pub mod requestbody;
pub mod response;
pub mod transport;

// Re-exports for convenience
pub use requestbody::RequestBody;
pub use response::BufferedResponse;
pub use transport::Transport;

## TASK DESCRIPTION
Starting at the top of the records, copy every line exactly.

## SOLUTION FOR THIS EXERCISE
pub mod requestbody;
pub mod response;
pub mod transport;

// Re-exports for convenience
pub use requestbody::RequestBody;
pub use response::BufferedResponse;
pub use transport::Transport;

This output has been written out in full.